Supreme Court to hear $12B ACA risk corridors case this week

By | December 10, 2019

The U.S. Supreme Court will hear oral arguments Tuesday on a lawsuit involving the Affordable Care Act’s risk corridor program that could have implications for the future of public-private partnerships in healthcare and beyond.

The case centers on some $ 12 billion in payments dozens of health insurers say they are owed due to losses on the state health insurance exchanges. The payments were initially scotched by CMS when the agency declared risk corridors would be revenue neutral. They were then zeroed out by Congress.

Observers say the money and where it ends up will not be the ultimate thrust of the high court’s decision — it’s whether or not the business sector will have trust in the federal government in current and future partnerships.

Legal experts have been puzzling as to why the high court decided to take on the appeals of four regional health insurers duking it out with HHS in lower courts regarding reimbursement they say is owed under the ACA’s now dead risk corridors program.

Risk corridors were designed to keep insurers from irrationally pricing premiums during the first years of the state health insurance exchanges when it was unknown what the market for such plans would be. Under the terms of the program, plans in the exchanges with claims that were 97% or below that of its projections made payments to plans whose claims were 103% or higher than what they had projected.

Initially, the federal government said any plan that needed the risk corridor payments would receive them. But in 2014, CMS, which oversaw the program, said it would be budget neutral — as opposed to the agency making appropriations from its general funds to make risk corridor payments. The following year, HHS said that based on the budget neutral formula it could only pay about one-eighth of what was owed, or slightly more than $ 240 million of $ 3 billion claims in total. Congress also passed an appropriations rider blocking CMS from dispersing general funds to insurers. That essentially killed the program.

“The primary impact of the shortfall was really felt by the insurers who participated in the early years of the marketplace — it was particularly devastating for co-ops and other smaller insurers who expected these funds to come in and didn’t have an alternative when they didn’t,” Katie Keith, a legal scholar and a faculty member at Georgetown University’s Center for Health Insurance Reforms, told Healthcare Dive.

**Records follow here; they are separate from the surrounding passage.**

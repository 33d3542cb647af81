use async_trait::async_trait;
use sbot_core::{ChatClient, CommandError, Event, Result};
use tracing::info;

use crate::command::{Command, Outcome};

/// Deletes the message the triggering event describes. Carries no state of its own: the
/// target channel, user and ts come from the event alone.
#[derive(Debug, Clone, Copy, Default, PartialEq, Eq)]
pub struct DeleteCommand;

impl DeleteCommand {
    pub fn new() -> Self {
        Self
    }
}

#[async_trait]
impl Command for DeleteCommand {
    fn name(&self) -> &'static str {
        "DeleteCommand"
    }

    async fn execute(&self, client: &dyn ChatClient, event: Option<&Event>) -> Result<Outcome> {
        let event = event.ok_or(CommandError::MissingEvent)?;
        let channel = event.channel()?;
        let user = event.user()?;
        let ts = event.ts()?;

        info!(channel = %channel, user = %user, ts = %ts, "Deleting message");
        client.delete_message(channel, user, ts).await?;

        Ok(Outcome::Done)
    }
}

About a third of the non-profit co-op health insurance plans went out of business partly as a result of losing the risk corridor payments, although the larger insurers were able to soldier on by raising premiums. But these days competition in the exchanges is expanding rather than shrinking, Keith said.

Timothy Jost, professor emeritus at Washington & Lee law school who has written extensively about the legal wrangling, is puzzled over the high court’s decision to take on the case. Still, he said the rationale is very straightforward.

“Four members of the court thought there was an important legal question that needed to be answered,” he told Healthcare Dive, referring to the number of justices required to grant a hearing on cases involving agreements between the federal government and private entities.

Keith said the court may be amenable to some changes in the outcome of the litigation involving the four health plans: Moda Health, Maine Community Health Options, Land of Lincoln Mutual Insurance Co. and Blue Cross Blue Shield of North Carolina.

The plans sued first in the Federal Court of Claims and then the Federal Court of Appeals, and then appealed to Supreme Court after they mostly lost their cases. However, dozens of more health plans have sued over the risk corridor issues. Should those four insurers entirely prevail at the high court, the feds could wind up owing them and other payers as much as $ 12.3 billion in risk corridor payments.

Jost doesn’t think such an outcome is likely. He believes the court is more interested in determining whether a public-private partnership program could be disabled by Congress through the appropriations process, or even a federal agency on a regulatory whim.

“The court could decide that Congress could change funding rules in the middle of all sorts of programs,” he said. “It will be kind of an important indicator of the health of public-private partnerships not only involving the ACA, but Medicare Advantage, agriculture, defense and many other areas.”

However, should the court rule fully in favor of the insurers and order CMS to cough up the risk corridor payments, Keith believes consumers could actually benefit from the insurers’ windfall.

“The impact would vary by state and insurer, but consumers could receive higher rebates through medical loss ratio refunds, or insurers could lower premiums. There would be a number of operational questions,” she said.